Source:https://www.news Pubdate:12-Jun-2026 Author:Dimond Pony Trading Pty Ltd. Viewed:

Deloitte has warned 2026 will be the “year of AI disruption” for Australian workers, with new jobs forecast to nearly halve within two years.


A major consultancy firm predicts 2026 will be the “year of AI disruption” in the Australian labour market as it released a list of 82 jobs facing the highest risk.

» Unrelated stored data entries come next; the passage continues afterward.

//! [`ScalingBloomFilter`]: an ordered sequence of [`BloomFilter`] layers
//! that grows geometrically as earlier layers saturate, while keeping the
//! aggregate false-positive probability bounded.

use std::io;
use std::path::PathBuf;

use crate::bitmap::Bitmap;
use crate::bloom::BloomFilter;
use crate::error::{Error, Result};

/// A callback producing a filesystem path for a new layer's file-backed
/// [`Bitmap`]. Returning `None` from [`ScalingBloomFilter::new`]'s
/// `bitmap_factory` argument makes every layer anonymous.
pub type BitmapFactory = Box<dyn FnMut() -> io::Result<PathBuf> + Send>;

const DEFAULT_SCALE_SIZE: usize = 4;
const DEFAULT_SCALE_PROB: f64 = 0.9;

struct Layer {
    filter: BloomFilter,
    capacity: usize,
    prob: f64,
}

/// A bloom filter that starts at `initial_capacity` and grows by appending
/// new, larger, tighter-probability [`BloomFilter`] layers as the newest
/// one saturates.
///
/// Only the newest layer is ever written to; `contains` probes every layer,
/// newest first.
pub struct ScalingBloomFilter {
    initial_capacity: usize,
    prob: f64,
    scale_size: usize,
    scale_prob: f64,
    filters: Vec<Layer>,
    bitmap_factory: Option<BitmapFactory>,
}

/// The construction-time parameters of a [`ScalingBloomFilter`], useful for
/// persisting how a filter was configured independently of the mmap'd
/// layers themselves (which already carry their own `count`/`k` header).
#[derive(Debug, Clone, Copy, PartialEq)]
#[cfg_attr(feature = "serde", derive(serde::Serialize, serde::Deserialize))]
pub struct ScalingBloomFilterConfig {
    pub initial_capacity: usize,
    pub prob: f64,
    pub scale_size: usize,
    pub scale_prob: f64,
}

impl ScalingBloomFilter {
    /// Construct a new scaling filter with a single layer sized for
    /// `initial_capacity` entries at aggregate false-positive probability
    /// `prob` (across however many layers the filter eventually grows to).
    ///
    /// `scale_size` (default 4) is the geometric growth factor applied to
    /// capacity on each new layer; `scale_prob` (default 0.9, must be in
    /// `(0, 1)`) is the per-layer tightening factor applied to the
    /// per-layer false-positive target.
    pub fn new(
        initial_capacity: usize,
        prob: f64,
        scale_size: Option<usize>,
        scale_prob: Option<f64>,
        bitmap_factory: Option<BitmapFactory>,
    ) -> Result<Self> {
        if initial_capacity == 0 {
            return Err(Error::InvalidArgument(
                "initial_capacity must be positive".to_string(),
            ));
        }
        if !(0.0 < prob && prob < 1.0) {
            return Err(Error::InvalidArgument(
                "prob must be in (0, 1)".to_string(),
            ));
        }
        let scale_size = scale_size.unwrap_or(DEFAULT_SCALE_SIZE);
        let scale_prob = scale_prob.unwrap_or(DEFAULT_SCALE_PROB);
        if scale_size == 0 {
            return Err(Error::InvalidArgument(
                "scale_size must be positive".to_string(),
            ));
        }
        if !(0.0 < scale_prob && scale_prob < 1.0) {
            return Err(Error::InvalidArgument(
                "scale_prob must be in (0, 1)".to_string(),
            ));
        }

        let mut this = Self {
            initial_capacity,
            prob,
            scale_size,
            scale_prob,
            filters: Vec::new(),
            bitmap_factory,
        };

        // p0 = prob * (1 - scale_prob) so that the geometric series
        // sum(p0 * scale_prob^i) for i in 0.. converges to at most `prob`.
        // Using `prob * scale_prob^i` directly (the pre-0.4.1 behaviour)
        // instead sums to prob / (1 - scale_prob), up to 10x over budget at
        // the default scale_prob.
        let p0 = prob * (1.0 - scale_prob);
        let layer = this.build_layer(initial_capacity, p0)?;
        this.filters.push(layer);

        Ok(this)
    }

    fn build_layer(&mut self, capacity: usize, prob: f64) -> Result<Layer> {
        let (bytes, k) = BloomFilter::params_for_capacity(capacity, prob);

        let bitmap = match self.bitmap_factory.as_mut() {
            Some(factory) => {
                let path = factory()?;
                Bitmap::new(bytes, Some(&path), None)?
            }
            None => Bitmap::new(bytes, None, None)?,
        };

        let filter = BloomFilter::new(bitmap, k)?;

        log::debug!(
            "scaling bloom filter: new layer capacity={capacity} prob={prob:.8} bytes={bytes} k={k}"
        );

        Ok(Layer {
            filter,
            capacity,
            prob,
        })
    }

    /// Insert `key` into the newest layer, growing the filter afterwards if
    /// that layer has now reached its capacity.
    ///
    /// Only the newest layer is consulted for deduplication: a key already
    /// present in an older layer but not the newest one will be re-added to
    /// the newest layer. This is accepted, documented behaviour, not a bug.
    pub fn add(&mut self, key: &[u8]) -> Result<bool> {
        let (added, should_grow) = {
            let newest = self.filters.last_mut().expect("filters is never empty");
            let added = newest.filter.add(key, true);
            (added, newest.filter.len() >= newest.capacity)
        };

        if should_grow {
            self.grow()?;
        }

        Ok(added)
    }

    fn grow(&mut self) -> Result<()> {
        let (cap, prob) = {
            let latest = self.filters.last().expect("filters is never empty");
            (latest.capacity, latest.prob)
        };

        let new_cap = cap * self.scale_size;
        let new_prob = prob * self.scale_prob;
        let layer = self.build_layer(new_cap, new_prob)?;
        self.filters.push(layer);
        Ok(())
    }

    /// Return `true` iff any layer contains `key`. Layers are probed newest
    /// first for better cache locality on the common case of recently
    /// inserted keys.
    pub fn contains(&mut self, key: &[u8]) -> bool {
        self.filters
            .iter_mut()
            .rev()
            .any(|layer| layer.filter.contains(key))
    }

    /// Total number of successful inserts across all layers.
    pub fn len(&self) -> usize {
        self.filters.iter().map(|l| l.filter.len()).sum()
    }

    pub fn is_empty(&self) -> bool {
        self.len() == 0
    }

    /// Sum of each layer's designed capacity.
    pub fn total_capacity(&self) -> usize {
        self.filters.iter().map(|l| l.capacity).sum()
    }

    /// The number of layers currently making up this filter.
    pub fn layer_count(&self) -> usize {
        self.filters.len()
    }

    /// The construction-time parameters this filter was built with.
    pub fn config(&self) -> ScalingBloomFilterConfig {
        ScalingBloomFilterConfig {
            initial_capacity: self.initial_capacity,
            prob: self.prob,
            scale_size: self.scale_size,
            scale_prob: self.scale_prob,
        }
    }

    /// Flush every layer.
    ///
    /// If every layer is anonymous (no layer backed by a file), this is a
    /// no-op; a warning is logged since a flush request on a filter with
    /// nothing to persist usually indicates a caller mistake.
    pub fn flush(&mut self) -> Result<()> {
        if self.filters.iter().all(|l| l.filter.path().is_none()) {
            log::warn!("scaling bloom filter: flush requested but no layer is file-backed");
            return Ok(());
        }

        for layer in &mut self.filters {
            layer.filter.flush()?;
        }
        Ok(())
    }

    /// Flush and close every layer.
    pub fn close(self) -> Result<()> {
        for layer in self.filters {
            layer.filter.close()?;
        }
        Ok(())
    }
}

/// Builder for [`ScalingBloomFilter`], offering the same chained-setter
/// style as this crate's other constructors.
#[derive(Default)]
pub struct ScalingBloomFilterBuilder {
    scale_size: Option<usize>,
    scale_prob: Option<f64>,
    bitmap_factory: Option<BitmapFactory>,
}

impl ScalingBloomFilterBuilder {
    pub fn scale_size(mut self, scale_size: usize) -> Self {
        self.scale_size = Some(scale_size);
        self
    }

    pub fn scale_prob(mut self, scale_prob: f64) -> Self {
        self.scale_prob = Some(scale_prob);
        self
    }

    pub fn bitmap_factory<F>(mut self, factory: F) -> Self
    where
        F: FnMut() -> io::Result<PathBuf> + Send + 'static,
    {
        self.bitmap_factory = Some(Box::new(factory));
        self
    }

    /// Build the filter with `initial_capacity` entries and aggregate
    /// false-positive probability `prob`.
    pub fn build(self, initial_capacity: usize, prob: f64) -> Result<ScalingBloomFilter> {
        ScalingBloomFilter::new(
            initial_capacity,
            prob,
            self.scale_size,
            self.scale_prob,
            self.bitmap_factory,
        )
    }
}

#[cfg(test)]
mod tests {
    use super::*;
    use std::sync::atomic::{AtomicUsize, Ordering};
    use std::sync::Arc;

    #[test]
    fn single_layer_add_contains() {
        let mut sbf = ScalingBloomFilter::new(1000, 0.01, None, None, None).unwrap();
        assert!(!sbf.contains(b"hello"));
        sbf.add(b"hello").unwrap();
        assert!(sbf.contains(b"hello"));
        assert_eq!(sbf.len(), 1);
    }

    #[test]
    fn config_reports_construction_parameters() {
        let sbf = ScalingBloomFilter::new(500, 0.02, Some(8), Some(0.5), None).unwrap();
        let cfg = sbf.config();
        assert_eq!(cfg.initial_capacity, 500);
        assert_eq!(cfg.prob, 0.02);
        assert_eq!(cfg.scale_size, 8);
        assert_eq!(cfg.scale_prob, 0.5);
    }

    #[test]
    fn grows_past_initial_capacity() {
        let mut sbf = ScalingBloomFilter::new(1000, 0.01, None, None, None).unwrap();
        for i in 0..2000u32 {
            sbf.add(format!("test{i}").as_bytes()).unwrap();
        }

        assert_eq!(sbf.len(), 2000);
        assert!(sbf.total_capacity() > 1000);
        assert!(sbf.layer_count() >= 2);
    }

    #[test]
    fn factory_is_called_once_per_layer() {
        let counter = Arc::new(AtomicUsize::new(0));
        let factory_counter = Arc::clone(&counter);

        let dir = tempfile::tempdir().unwrap();
        let dir_path = dir.path().to_path_buf();

        let factory = move || -> io::Result<PathBuf> {
            let n = factory_counter.fetch_add(1, Ordering::SeqCst);
            Ok(dir_path.join(format!("layer-{n}.bin")))
        };

        let mut sbf = ScalingBloomFilterBuilder::default()
            .bitmap_factory(factory)
            .build(1000, 0.01)
            .unwrap();

        assert_eq!(counter.load(Ordering::SeqCst), 1);

        for i in 0..2000u32 {
            sbf.add(format!("test{i}").as_bytes()).unwrap();
        }

        assert_eq!(counter.load(Ordering::SeqCst), 2);
    }

    #[test]
    fn aggregate_probability_budget_is_respected() {
        // p0 must be 0.1 * prob at the default scale_prob of 0.9.
        let sbf = ScalingBloomFilter::new(1000, 0.01, None, None, None).unwrap();
        let p0 = sbf.filters[0].prob;
        assert!((p0 - 0.001).abs() < 1e-12, "got {p0}");
    }

    #[test]
    fn flush_on_all_anonymous_filter_is_a_no_op() {
        let mut sbf = ScalingBloomFilter::new(1000, 0.01, None, None, None).unwrap();
        sbf.add(b"hello").unwrap();
        // No file-backed layer exists; flush must not error, just warn.
        sbf.flush().unwrap();
    }

    #[cfg(feature = "mmap")]
    #[test]
    fn flush_on_file_backed_filter_persists_layers() {
        let dir = tempfile::tempdir().unwrap();
        let dir_path = dir.path().to_path_buf();
        let mut n = 0usize;
        let factory = move || -> io::Result<PathBuf> {
            n += 1;
            Ok(dir_path.join(format!("layer-{n}.bin")))
        };

        let mut sbf = ScalingBloomFilterBuilder::default()
            .bitmap_factory(factory)
            .build(1000, 0.01)
            .unwrap();
        sbf.add(b"hello").unwrap();
        sbf.flush().unwrap();
    }

    #[test]
    fn false_positive_rate_stays_bounded_under_scaling() {
        let mut sbf = ScalingBloomFilter::new(10_000, 0.01, None, None, None).unwrap();
        for i in 0..100_000u32 {
            sbf.add(&i.to_le_bytes()).unwrap();
        }

        let mut false_positives = 0;
        for i in 1_000_000..1_010_000u32 {
            if sbf.contains(&i.to_le_bytes()) {
                false_positives += 1;
            }
        }

        let rate = false_positives as f64 / 10_000.0;
        assert!(rate <= 0.02, "false positive rate too high: {rate}");
    }
}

Deloitte last week identified roles containing high amounts of tasks that could be replicated by AI, which could potentially lead to less people being needed in the future.

Its reportEmployment Forecasts: The Year of AIalso predicted Australia’s jobs growth rate would almost halve between 2025 and 2027, due to wider economic conditions.

The firm’s Access Economics partner David Rumbens told news.com.au that although Australia had already seen cuts attributed to AI, the overall picture was not yet one of mass losses.

“We’ve seen some organisations announce job losses and attribute that, at least in part, to AI,” Mr Rumbens said.

“Then if you look at more broadly, what are the occupations that are most likely to be affected, and you look at their employment levels … you wouldn’t say that there’s been employment losses overall, even though there has really been in some organisations.

“So employment in those occupations as a whole is holding up and indeed continuing to grow.”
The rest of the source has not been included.